• Erosion

    Pronunciation

    • US IPA: əˈroʊˌʒən
    • RP IPA: əˈrəʊˌʒən

    Origin

    From Middle French erosion, from Latin erosio ("eating away"), derived from erodere.

    The first known occurrence in English was in the 1541 translation by Robert Copland of Guy de Chauliac's medical text The Questyonary of Cyrurygens. Copland used erosion to describe how ulcers developed in the mouth. By 1774 'erosion' was used outside medical subjects. Oliver Goldsmith employed the term in the more contemporary geological context, in his book Natural History, with the quote

    "Bounds are thus put to the erosion of the earth by water."

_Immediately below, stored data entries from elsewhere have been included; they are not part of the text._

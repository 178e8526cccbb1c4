//! Schema loading: a directory of `*.yang` documents → [`CommandModel`].

use crate::digest::schema_digest_v1;
use crate::extract::extract_document;
use crate::model::CommandModel;
use crate::yang::{parse_statements, YangParseError};
use serde::{Deserialize, Serialize};
use std::fs;
use std::io;
use std::path::{Path, PathBuf};
use thiserror::Error;

pub const SCHEMA_EXTENSION: &str = "yang";

#[derive(Debug, Error)]
pub enum SchemaError {
    #[error("no schema documents (*.yang) found in {}", .dir.display())]
    NotFound { dir: PathBuf },
    #[error("failed to read {}: {source}", .path.display())]
    Read {
        path: PathBuf,
        #[source]
        source: io::Error,
    },
    #[error("failed to parse {}: {source}", .path.display())]
    Parse {
        path: PathBuf,
        #[source]
        source: YangParseError,
    },
}

#[derive(Debug, Clone, Serialize, Deserialize, PartialEq, Eq)]
pub struct DocumentSource {
    pub path: PathBuf,
    pub digest: String,
    pub rpc_count: usize,
    pub status_leaf_count: usize,
}

#[derive(Debug, Clone, Serialize, Deserialize, PartialEq, Eq)]
pub struct LoadedSchema {
    pub model: CommandModel,
    pub documents: Vec<DocumentSource>,
}

/// Load every `*.yang` file directly inside `dir`, in file-name order.
pub fn load_schema_dir(dir: &Path) -> Result<LoadedSchema, SchemaError> {
    let files = schema_files(dir);
    if files.is_empty() {
        return Err(SchemaError::NotFound {
            dir: dir.to_path_buf(),
        });
    }

    let mut sources = Vec::with_capacity(files.len());
    for path in files {
        let text = fs::read_to_string(&path).map_err(|source| SchemaError::Read {
            path: path.clone(),
            source,
        })?;
        sources.push((path, text));
    }

    load_schema_sources(sources)
}

/// Build a model from in-memory `(path, text)` documents, in the given order.
pub fn load_schema_sources<I>(sources: I) -> Result<LoadedSchema, SchemaError>
where
    I: IntoIterator<Item = (PathBuf, String)>,
{
    let mut documents = Vec::new();
    let mut extracted = Vec::new();

    for (path, text) in sources {
        let statements = parse_statements(&text).map_err(|source| SchemaError::Parse {
            path: path.clone(),
            source,
        })?;
        let doc = extract_document(&statements);
        tracing::debug!(
            path = %path.display(),
            rpcs = doc.rpcs.len(),
            status_leaves = doc.status_leaves.len(),
            "loaded schema document"
        );
        documents.push(DocumentSource {
            path,
            digest: schema_digest_v1(&text),
            rpc_count: doc.rpcs.len(),
            status_leaf_count: doc.status_leaves.len(),
        });
        extracted.push(doc);
    }

    let model = CommandModel::from_documents(extracted);
    tracing::info!(
        documents = documents.len(),
        commands = model.commands().len(),
        status_fields = model.status_fields().len(),
        "command model built"
    );

    Ok(LoadedSchema { model, documents })
}

fn schema_files(dir: &Path) -> Vec<PathBuf> {
    let Ok(entries) = fs::read_dir(dir) else {
        return Vec::new();
    };
    let mut files: Vec<PathBuf> = entries
        .filter_map(Result::ok)
        .map(|entry| entry.path())
        .filter(|path| {
            path.is_file()
                && path.extension().and_then(|e| e.to_str()) == Some(SCHEMA_EXTENSION)
        })
        .collect();
    files.sort();
    files
}

#[cfg(test)]
mod tests {
    use super::*;

    #[test]
    fn in_memory_sources_merge_in_order() {
        let loaded = load_schema_sources([
            (
                PathBuf::from("a.yang"),
                r#"rpc hello { description "from a"; }"#.to_string(),
            ),
            (
                PathBuf::from("b.yang"),
                r#"rpc hello { description "from b"; } rpc add;"#.to_string(),
            ),
        ])
        .expect("load");
        let names: Vec<_> = loaded
            .model
            .commands()
            .iter()
            .map(|c| c.name.as_str())
            .collect();
        assert_eq!(names, vec!["hello", "add"]);
        assert_eq!(
            loaded.model.command("hello").and_then(|c| c.description.as_deref()),
            Some("from a")
        );
        assert_eq!(loaded.documents[1].rpc_count, 2);
    }

    #[test]
    fn parse_error_names_the_document() {
        let err = load_schema_sources([(PathBuf::from("bad.yang"), "rpc {".to_string())])
            .expect_err("should fail");
        assert!(matches!(err, SchemaError::Parse { .. }));
        assert!(err.to_string().contains("bad.yang"), "err={err}");
    }

    #[test]
    fn missing_directory_is_not_found() {
        let err = load_schema_dir(Path::new("/definitely/not/a/schema/dir"))
            .expect_err("should fail");
        assert!(matches!(err, SchemaError::NotFound { .. }));
    }
}
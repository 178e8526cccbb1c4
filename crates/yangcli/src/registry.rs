//! Handler registry: stable `namespace:function` symbols → typed handlers.
//!
//! Schema documents name handlers by symbol (`ex:cli-handler "core:hello"`).
//! The registry is populated at startup; resolution is a plain map lookup.

use std::collections::BTreeMap;
use std::fmt;

use anyhow::{anyhow, Result};
use thiserror::Error;

use crate::session::Session;

/// Arguments handed to a handler.
#[derive(Debug, Clone, PartialEq, Eq)]
pub enum Payload {
    /// Raw tokens (positional commands and `show <field> ...`).
    Positional(Vec<String>),
    /// Parsed `key=value` tokens; later duplicates overwrite earlier ones.
    KeyValue(BTreeMap<String, String>),
}

impl Payload {
    pub fn into_key_value(self, command: &str) -> Result<BTreeMap<String, String>> {
        match self {
            Payload::KeyValue(args) => Ok(args),
            Payload::Positional(_) => Err(anyhow!("{command} expects key=value arguments")),
        }
    }

    pub fn into_positional(self, command: &str) -> Result<Vec<String>> {
        match self {
            Payload::Positional(tokens) => Ok(tokens),
            Payload::KeyValue(_) => Err(anyhow!("{command} expects positional arguments")),
        }
    }
}

pub trait Handler {
    fn call(&self, session: &mut Session, payload: Payload) -> Result<()>;
}

impl<F> Handler for F
where
    F: Fn(&mut Session, Payload) -> Result<()>,
{
    fn call(&self, session: &mut Session, payload: Payload) -> Result<()> {
        self(session, payload)
    }
}

#[derive(Debug, Clone, Error, PartialEq, Eq)]
pub enum ResolutionError {
    #[error("invalid handler symbol `{symbol}` (expected `namespace:function`)")]
    Malformed { symbol: String },
    #[error("handler namespace `{namespace}` is not registered")]
    UnknownNamespace { namespace: String },
    #[error("no handler `{function}` in namespace `{namespace}`")]
    UnknownFunction { namespace: String, function: String },
}

#[derive(Default)]
pub struct HandlerRegistry {
    namespaces: BTreeMap<String, BTreeMap<String, Box<dyn Handler>>>,
}

impl fmt::Debug for HandlerRegistry {
    fn fmt(&self, f: &mut fmt::Formatter<'_>) -> fmt::Result {
        f.debug_list().entries(self.symbols()).finish()
    }
}

impl HandlerRegistry {
    pub fn new() -> Self {
        Self::default()
    }

    /// Registry pre-populated with the `core` namespace.
    pub fn with_builtins() -> Self {
        let mut registry = Self::new();
        crate::builtins::register(&mut registry);
        registry
    }

    /// Register (or replace) the handler behind `symbol`.
    pub fn register<H>(&mut self, symbol: &str, handler: H) -> Result<(), ResolutionError>
    where
        H: Handler + 'static,
    {
        let (namespace, function) = split_symbol(symbol)?;
        self.namespaces
            .entry(namespace.to_string())
            .or_default()
            .insert(function.to_string(), Box::new(handler));
        Ok(())
    }

    pub fn resolve(&self, symbol: &str) -> Result<&dyn Handler, ResolutionError> {
        let (namespace, function) = split_symbol(symbol)?;
        let functions =
            self.namespaces
                .get(namespace)
                .ok_or_else(|| ResolutionError::UnknownNamespace {
                    namespace: namespace.to_string(),
                })?;
        functions
            .get(function)
            .map(|h| h.as_ref())
            .ok_or_else(|| ResolutionError::UnknownFunction {
                namespace: namespace.to_string(),
                function: function.to_string(),
            })
    }

    pub fn symbols(&self) -> impl Iterator<Item = String> + '_ {
        self.namespaces.iter().flat_map(|(namespace, functions)| {
            functions
                .keys()
                .map(move |function| format!("{namespace}:{function}"))
        })
    }
}

fn split_symbol(symbol: &str) -> Result<(&str, &str), ResolutionError> {
    let malformed = || ResolutionError::Malformed {
        symbol: symbol.to_string(),
    };
    let (namespace, function) = symbol.split_once(':').ok_or_else(malformed)?;
    let (namespace, function) = (namespace.trim(), function.trim());
    if namespace.is_empty() || function.is_empty() {
        return Err(malformed());
    }
    Ok((namespace, function))
}
//! yangcli
//!
//! Schema-driven command shell:
//! - loads `*.yang` documents from a schema directory into a command model
//! - dispatches `show <field>` and model-declared commands to registered handlers
//! - offers context-sensitive tab completion derived from the same model

use anyhow::Result;
use clap::Parser;
use colored::Colorize;
use std::io;
use std::path::PathBuf;
use std::process::ExitCode;
use std::sync::atomic::AtomicBool;
use std::sync::Arc;
use tracing_subscriber::EnvFilter;
use yangcli_dsl::{load_schema_dir, LoadedSchema};

mod builtins;
mod completion;
mod interpreter;
mod registry;
mod repl;
mod session;

use completion::CompletionEngine;
use interpreter::{Interpreter, InterpreterConfig};
use registry::HandlerRegistry;
use session::{Session, SessionState};

const BANNER: &str = "Example YANG CLI. Type 'help' or '?' for help.";

#[derive(Parser)]
#[command(name = "yangcli")]
#[command(author, version, about = "Schema-driven command shell")]
struct Cli {
    /// Directory holding the `*.yang` schema documents.
    #[arg(long, env = "YANGCLI_SCHEMA_DIR", default_value = "schema")]
    schema_dir: PathBuf,

    #[arg(long, default_value = "ex> ")]
    prompt: String,

    /// Program started by the `bash` passthrough command.
    #[arg(long, default_value = "/usr/bin/bash")]
    shell: PathBuf,

    /// Disable the `bash` passthrough command.
    #[arg(long)]
    no_shell: bool,

    /// Print the loaded command model as JSON and exit.
    #[arg(long)]
    dump_model: bool,

    /// Run commands from a file (`-` for stdin) instead of interactively.
    #[arg(long)]
    script: Option<PathBuf>,

    /// Run a single command line (repeatable); implies script mode.
    #[arg(long = "command", short = 'c')]
    commands: Vec<String>,

    /// Do not echo script lines.
    #[arg(long, short = 'q')]
    quiet: bool,
}

fn init_tracing() {
    let filter = EnvFilter::try_from_default_env().unwrap_or_else(|_| EnvFilter::new("warn"));
    tracing_subscriber::fmt()
        .with_env_filter(filter)
        .with_writer(io::stderr)
        .with_target(false)
        .init();
}

fn main() -> ExitCode {
    init_tracing();
    let cli = Cli::parse();

    let loaded = match load_schema_dir(&cli.schema_dir) {
        Ok(loaded) => loaded,
        Err(e) => {
            eprintln!("{} failed to load schema: {e}", "error:".red().bold());
            return ExitCode::FAILURE;
        }
    };

    match run(cli, loaded) {
        Ok(()) => ExitCode::SUCCESS,
        Err(e) => {
            eprintln!("{} {e:#}", "error:".red().bold());
            ExitCode::FAILURE
        }
    }
}

fn run(cli: Cli, loaded: LoadedSchema) -> Result<()> {
    if cli.dump_model {
        println!("{}", serde_json::to_string_pretty(&loaded)?);
        return Ok(());
    }

    let model = Arc::new(loaded.model);
    let interrupt = Arc::new(AtomicBool::new(false));
    let session = Session::new(SessionState::for_model(&model), Box::new(io::stdout()))
        .with_interrupt_flag(Arc::clone(&interrupt));
    let config = InterpreterConfig {
        shell: (!cli.no_shell).then(|| cli.shell.clone()),
    };
    let mut interp = Interpreter::new(
        Arc::clone(&model),
        HandlerRegistry::with_builtins(),
        session,
        config,
    );

    // Ctrl-C raises the flag instead of killing the process; long-running
    // builtins poll it.
    signal_hook::flag::register(signal_hook::consts::SIGINT, Arc::clone(&interrupt))?;

    if cli.script.is_some() || !cli.commands.is_empty() {
        let lines = repl::collect_script_lines(cli.script.as_deref(), &cli.commands)?;
        return repl::run_script(&mut interp, &lines, &cli.prompt, cli.quiet);
    }

    let engine = CompletionEngine::new(Arc::clone(&model), interp.builtin_names());
    let mut editor = repl::default_editor(engine, Arc::clone(&interrupt))?;
    println!("{}", BANNER.green().bold());
    repl::run_session(&mut interp, editor.as_mut(), &cli.prompt)
}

    Full definition of erosion

    Noun

    erosion

    (plural erosions)
    1. (uncountable) The result of having been being worn away or eroded, as by a glacier on rock or the sea on a cliff face.
      • 2012, George Monbiot, Guardian Weekly, August 24, p.20Even second-generation biofuels, made from crop wastes or wood, are an environmental disaster, either extending the cultivated area or removing the straw and stovers which protect the soil from erosion and keep carbon and nutrients in the ground.
    2. (uncountable) The changing of a surface by mechanical action, friction, thermal expansion contraction, or impact.
    3. (uncountable) Destruction by abrasive action of fluids.
    4. (mathematics, image processing) One of two fundamental operations in morphological image processing from which all other morphological operations are derived.
    5. (dentistry) Loss of tooth enamel due to non-bacteriogenic chemical processes.
    6. (medicine) A shallow ulceration or lesion, usually involving skin or epithelial tissue.